Symbolic Expressions

Symbolic expressions are LiSA’s internal language for defining atomic operations that a program performs during its execution. These are the subjects of the evaluations performed by Semantic Domains to infer program properties, and allow domain definitions that are independent of the source programming language. The rationale behind this design choice is to allow LiSA to support multiple programming languages and paradigms by not attributing any specific meaning to syntactic constructs. For instance, an assignment in Python can automatically wrap or unwrap tuple values, while in Java it can perform boxing or unboxing of primitive types, neither of which happens in C. Thus, LiSA allows Statements (i.e., syntactic constructs appearing in the source program) to implement their own semantics by decomposing themselves into a series of symbolic expressions that capture the intended operations in a language-agnostic way.
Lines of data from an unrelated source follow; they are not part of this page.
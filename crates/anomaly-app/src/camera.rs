use nalgebra_glm as glm;

const DEFAULT_YAW: f32 = -90.0;
const DEFAULT_SPEED: f32 = 3.0;
const DEFAULT_SENSITIVITY: f32 = 0.25;
const DEFAULT_ZOOM: f32 = 45.0;

const PITCH_LIMIT: f32 = 89.0;
const ZOOM_MIN: f32 = 1.0;
const ZOOM_MAX: f32 = 45.0;

/// The directions the camera can be translated in, relative to its orientation.
#[derive(Copy, Clone, Debug, PartialEq, Eq)]
pub enum CameraMovement {
    Forward,
    Backward,
    Left,
    Right,
}

/// A free-fly camera. Orientation is stored as yaw/pitch in degrees, with the
/// pitch clamped to avoid flipping over the vertical axis. The front/right/up
/// vectors are recomputed whenever the orientation changes.
pub struct Camera {
    position: glm::Vec3,
    front: glm::Vec3,
    up: glm::Vec3,
    right: glm::Vec3,
    world_up: glm::Vec3,

    yaw: f32,
    pitch: f32,

    movement_speed: f32,
    mouse_sensitivity: f32,
    zoom: f32,
}

impl Camera {
    pub fn new(position: glm::Vec3) -> Self {
        let mut camera = Self {
            position,
            front: glm::vec3(0.0, 0.0, -1.0),
            up: glm::vec3(0.0, 1.0, 0.0),
            right: glm::vec3(1.0, 0.0, 0.0),
            world_up: glm::vec3(0.0, 1.0, 0.0),
            yaw: DEFAULT_YAW,
            pitch: 0.0,
            movement_speed: DEFAULT_SPEED,
            mouse_sensitivity: DEFAULT_SENSITIVITY,
            zoom: DEFAULT_ZOOM,
        };

        camera.update_vectors();
        camera
    }

    pub fn position(&self) -> glm::Vec3 {
        self.position
    }

    pub fn front(&self) -> glm::Vec3 {
        self.front
    }

    /// The vertical field of view, in degrees.
    pub fn zoom(&self) -> f32 {
        self.zoom
    }

    /// The view matrix looking from the camera position along its front vector.
    pub fn view_matrix(&self) -> glm::Mat4 {
        glm::look_at(&self.position, &(self.position + self.front), &self.up)
    }

    /// Translate the camera in the given direction, scaled by the movement speed
    /// and the frame's delta time (in seconds).
    pub fn process_keyboard(&mut self, direction: CameraMovement, delta_time: f32) {
        let velocity = self.movement_speed * delta_time;

        match direction {
            CameraMovement::Forward => self.position += self.front * velocity,
            CameraMovement::Backward => self.position -= self.front * velocity,
            CameraMovement::Left => self.position -= self.right * velocity,
            CameraMovement::Right => self.position += self.right * velocity,
        }
    }

    /// Apply a mouse movement offset to the camera orientation. A positive
    /// `y_offset` pitches the camera upward.
    pub fn process_mouse(&mut self, x_offset: f32, y_offset: f32) {
        self.yaw += x_offset * self.mouse_sensitivity;
        self.pitch += y_offset * self.mouse_sensitivity;
        self.pitch = self.pitch.clamp(-PITCH_LIMIT, PITCH_LIMIT);

        self.update_vectors();
    }

    /// Apply a scroll-wheel offset to the field of view.
    pub fn process_scroll(&mut self, y_offset: f32) {
        self.zoom = (self.zoom - y_offset).clamp(ZOOM_MIN, ZOOM_MAX);
    }

    fn update_vectors(&mut self) {
        let yaw = self.yaw.to_radians();
        let pitch = self.pitch.to_radians();

        self.front = glm::normalize(&glm::vec3(
            yaw.cos() * pitch.cos(),
            pitch.sin(),
            yaw.sin() * pitch.cos(),
        ));

        self.right = glm::normalize(&glm::cross(&self.front, &self.world_up));
        self.up = glm::normalize(&glm::cross(&self.right, &self.front));
    }
}

#[cfg(test)]
mod tests {
    use super::*;

    use approx::assert_relative_eq;

    #[test]
    fn default_orientation_looks_down_negative_z() {
        let camera = Camera::new(glm::vec3(0.0, 0.0, 3.0));

        assert_relative_eq!(camera.front(), glm::vec3(0.0, 0.0, -1.0), epsilon = 1e-5);
    }

    #[test]
    fn pitch_is_clamped() {
        let mut camera = Camera::new(glm::Vec3::zeros());

        // Far more mouse movement than 89 degrees worth.
        camera.process_mouse(0.0, 10_000.0);
        assert_relative_eq!(camera.pitch, 89.0);

        camera.process_mouse(0.0, -100_000.0);
        assert_relative_eq!(camera.pitch, -89.0);

        // The front vector never becomes fully vertical.
        assert!(camera.front().y > -1.0);
    }

    #[test]
    fn zoom_is_clamped() {
        let mut camera = Camera::new(glm::Vec3::zeros());

        camera.process_scroll(100.0);
        assert_relative_eq!(camera.zoom(), 1.0);

        camera.process_scroll(-100.0);
        assert_relative_eq!(camera.zoom(), 45.0);
    }

    #[test]
    fn keyboard_movement_follows_orientation() {
        let mut camera = Camera::new(glm::Vec3::zeros());

        camera.process_keyboard(CameraMovement::Forward, 2.0);
        assert_relative_eq!(
            camera.position(),
            glm::vec3(0.0, 0.0, -2.0 * DEFAULT_SPEED),
            epsilon = 1e-5
        );

        camera.process_keyboard(CameraMovement::Right, 1.0);
        assert_relative_eq!(camera.position().x, DEFAULT_SPEED, epsilon = 1e-5);

        // Strafing doesn't change height.
        assert_relative_eq!(camera.position().y, 0.0);
    }

    #[test]
    fn yaw_rotation_turns_the_front_vector() {
        let mut camera = Camera::new(glm::Vec3::zeros());

        // Rotate 90 degrees right; the yaw goes from -90 to 0, which faces +X.
        camera.process_mouse(90.0 / DEFAULT_SENSITIVITY, 0.0);

        assert_relative_eq!(camera.front(), glm::vec3(1.0, 0.0, 0.0), epsilon = 1e-5);
    }

    #[test]
    fn view_matrix_maps_camera_position_to_origin() {
        let mut camera = Camera::new(glm::vec3(1.5, -2.0, 3.0));
        camera.process_mouse(123.0, 45.0);

        let view = camera.view_matrix();
        let position = camera.position();
        let transformed = view * glm::vec4(position.x, position.y, position.z, 1.0);

        assert_relative_eq!(transformed, glm::vec4(0.0, 0.0, 0.0, 1.0), epsilon = 1e-5);
    }
}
This allows abstract domains to focus on the semantics of small and well-defined operations, rather than having to deal with the peculiarities of each programming language. The decomposition is semantic: the state of the analysis can be queried for any information (e.g., types of variables, values of constants, aliasing of memory locations) that may be needed to narrow down the possible behaviors of the expression. The same statement can thus produce a different decomposition each time it is analyzed, depending on the current state of the analysis. Symbolic expressions are also extensible, meaning that new ones can be added to support new language constructs or paradigms.

In this page, we present the main interfaces and classes that define symbolic expressions in LiSA, focusing on ones that have an important role in the overall design of the framework.

Note:
This page contains class diagrams. Interfaces are represented with yellow rectangles, abstract classes with blue rectangles, and concrete classes with green rectangles. After type names, type parameters are reported, but their bounds are omitted for clarity. Only public members are listed in each type: the + symbol marks instance members, the * symbol marks static members, and a ! in front of the name denotes a member with a default implementation. Method-specific type parameters are written before the method name, wrapped in <>. When a class or interface has already been introduced in an earlier diagram, its inner members are omitted.

The Symbolic Expression Class

The SymbolicExpression class is the root of the symbolic expression hierarchy. It extends the ScopedObject<SymbolicExpression> interface, meaning that all symbolic expressions can be scoped when entering or exiting a new context during an analysis. This is particularly useful for expressions that contain Identifiers, as it allows to isolate variable references when analyzing function calls. In the class diagrams in the remainder of this page, methods have been removed from concrete expression instances for the sake of clarity, and they will be described in the relevant sections.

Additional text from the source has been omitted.